Para não ter que aumentar o gasto com educação num momento de crise econômica, o Governo de São Paulo costura outras saídas. Uma opção é que o TCE conceda novo prazo para adequação das contas.

Enquanto o governo paulista ganha tempo, há medidas em âmbito federal que resolveriam o impasse, como a reforma da Previdência ou o Plano Mansueto, que prevê que as alíquotas mínimas para educação não superem os 25% da Constituição Federal.

"Duvido que o governo vai arrumar mais 5% para pagar inativos numa situação de orçamento apertado. Acho que vão brigar para que essa regra [de pagar aposentadoria com recursos de educação] volte a valer ou vão aprovar nova legislação", opina Franzese.

Caso o governo Doria insista na manobra contábil e, ao final do ano, ficar comprovado que o piso da educação não foi alcançado, especialistas não descartam uma ação de improbidade. 

O governo do estado afirma que pretende continuar com o entendimento de que as despesas com inativos da educação podem ser computadas para atingir os 30% de gastos com ensino determinados pela Constituição estadual, mas não para os 25% da Constituição federal.

Por isso, o estado recorre na Justiça da decisão que proibiu essa prática. 

Outro lado

Em uma rede social nesta terça-feira, Doria chamou a reportagem da Folha de fake news.

"Mais uma vez faz falta o bom jornalismo, ético e correto. O título desta matéria da Folha de S.Paulo deturpa fatos, provoca confusão, polui a discussão! A verdade: não há 'desvio' na educação. O Estado de São Paulo há anos destina parte dos recursos do orçamento para pagar professores aposentados. É isso que a Folha chama de 'desvio'."
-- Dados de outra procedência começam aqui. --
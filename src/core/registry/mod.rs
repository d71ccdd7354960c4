// slnenv-rs: Solution Environment loader
//
// SPDX-FileCopyrightText: 2026 Romeo Ahmed
// SPDX-License-Identifier: GPL-3.0-or-later

//! Read-only registry lookups for `%(HKLM\Key\Value)` tokens.
//!
//! ```text
//!          RegistryReader (trait)
//!      read(root, key_path, value_name)
//!        |            |            |
//!        v            v            v
//! WindowsRegistry  NoRegistry  MemoryRegistry
//! RegGetValueW     always None BTreeMap (tests, hosts
//! (Windows only)   (--no-registry, that inject values)
//!                   non-Windows)
//! ```

#[cfg(windows)]
pub mod win32;


use std::collections::BTreeMap;

/// Registry hive a token may read from.
#[derive(Debug, Clone, Copy, PartialEq, Eq, PartialOrd, Ord, Hash)]
pub enum RegistryRoot {
    /// `HKLM`
    LocalMachine,
    /// `HKCU`
    CurrentUser,
}

impl RegistryRoot {
    /// Parses the four-letter abbreviation used in definition files.
    ///
    /// Matching is exact: `hklm` is not recognised.
    #[must_use]
    pub fn from_abbreviation(root: &str) -> Option<Self> {
        match root {
            "HKLM" => Some(Self::LocalMachine),
            "HKCU" => Some(Self::CurrentUser),
            _ => None,
        }
    }

    #[must_use]
    pub const fn abbreviation(self) -> &'static str {
        match self {
            Self::LocalMachine => "HKLM",
            Self::CurrentUser => "HKCU",
        }
    }
}

impl std::fmt::Display for RegistryRoot {
    fn fmt(&self, f: &mut std::fmt::Formatter<'_>) -> std::fmt::Result {
        f.write_str(self.abbreviation())
    }
}

/// Source of registry values.
///
/// Implementations never fail: a missing key, a missing value or a value of
/// a type without a string form all read as `None`.
pub trait RegistryReader {
    /// Reads `value_name` under `root\key_path` and renders it as a string.
    fn read(&self, root: RegistryRoot, key_path: &str, value_name: &str) -> Option<String>;
}

/// A registry with nothing in it.
#[derive(Debug, Clone, Copy, Default)]
pub struct NoRegistry;

impl RegistryReader for NoRegistry {
    fn read(&self, _root: RegistryRoot, _key_path: &str, _value_name: &str) -> Option<String> {
        None
    }
}

/// An in-memory registry.
///
/// Key paths and value names compare case-insensitively, like the real
/// registry.
#[derive(Debug, Clone, Default)]
pub struct MemoryRegistry {
    values: BTreeMap<(RegistryRoot, String, String), String>,
}

impl MemoryRegistry {
    #[must_use]
    pub fn new() -> Self {
        Self::default()
    }

    /// Stores a string value.
    #[must_use]
    pub fn with_value(
        mut self,
        root: RegistryRoot,
        key_path: &str,
        value_name: &str,
        data: impl Into<String>,
    ) -> Self {
        self.values.insert(
            (
                root,
                key_path.to_ascii_lowercase(),
                value_name.to_ascii_lowercase(),
            ),
            data.into(),
        );
        self
    }
}

impl RegistryReader for MemoryRegistry {
    fn read(&self, root: RegistryRoot, key_path: &str, value_name: &str) -> Option<String> {
        self.values
            .get(&(
                root,
                key_path.to_ascii_lowercase(),
                value_name.to_ascii_lowercase(),
            ))
            .cloned()
    }
}

/// The registry of this machine: [`win32::WindowsRegistry`] on Windows,
/// [`NoRegistry`] elsewhere.
#[must_use]
pub fn system_registry() -> Box<dyn RegistryReader> {
    #[cfg(windows)]
    {
        Box::new(win32::WindowsRegistry)
    }
    #[cfg(not(windows))]
    {
        Box::new(NoRegistry)
    }
}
"Da forma como o título foi colocado, dá a entender que estamos desviando recursos de forma ilícita ou até mesmo deixando de investir na educação, o que não é verdade!"

"Respeito o trabalho da imprensa, mas ela precisa exercer sua função com responsabilidade. Lamentável constatar que alguns jornalistas se preocupam em fazer títulos e matérias para caçar cliques e não para informar a população", completa a nota do tucano.